■ What you are asked to do:
Count how many lines below include the word "instance". Answer with a number only.

■ Material for this task:
# # # #
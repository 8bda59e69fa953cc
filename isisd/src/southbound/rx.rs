//
// Copyright (c) The Holo Core Contributors
//
// SPDX-License-Identifier: MIT
//
// Sponsored by NLnet as part of the Next Generation Internet initiative.
// See: https://nlnet.nl/NGI0
//

use isisd_utils::southbound::{InterfaceFlags, InterfaceUpdateMsg};

use crate::circuit::{self, fsm};
use crate::debug::Debug;
use crate::error::Error;
use crate::instance::{Instance, InterfaceSys};

// ===== global functions =====

pub fn process_iface_update(
    instance: &mut Instance,
    msg: InterfaceUpdateMsg,
) -> Result<(), Error> {
    let operative = msg.flags.contains(InterfaceFlags::OPERATIVE);
    Debug::InterfaceUpdate(&msg.ifname, operative).log();

    // Update interface data.
    let iface = InterfaceSys {
        vrf: msg.vrf.clone(),
        flags: msg.flags,
    };
    let was_operative = instance
        .system
        .interfaces
        .insert(msg.ifname.clone(), iface)
        .is_some_and(|old| old.flags.contains(InterfaceFlags::OPERATIVE));

    // Drive the circuit state machine on operational status changes.
    let event = match (was_operative, operative) {
        (false, true) => fsm::Event::IfUpFromZ,
        (true, false) => fsm::Event::IfDownFromZ,
        _ => return Ok(()),
    };
    if event == fsm::Event::IfDownFromZ
        && instance.arenas.circuits.get_by_name(&msg.ifname).is_none()
    {
        return Ok(());
    }
    circuit::fsm(
        &msg.ifname,
        &msg.vrf,
        event,
        &mut instance.arenas,
        &instance.tx,
    )?;

    Ok(())
}

pub fn process_iface_delete(
    instance: &mut Instance,
    ifname: &str,
) -> Result<(), Error> {
    Debug::InterfaceDelete(ifname).log();

    // Remove interface from the system table.
    let Some(iface) = instance.system.interfaces.remove(ifname) else {
        return Err(Error::InterfaceNotFound(ifname.to_owned()));
    };

    // A deleted interface is no longer operational.
    if iface.flags.contains(InterfaceFlags::OPERATIVE)
        && instance.arenas.circuits.get_by_name(ifname).is_some()
    {
        let event = fsm::Event::IfDownFromZ;
        circuit::fsm(
            ifname,
            &iface.vrf,
            event,
            &mut instance.arenas,
            &instance.tx,
        )?;
    }

    Ok(())
}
# # # #
■ Output for this task:
11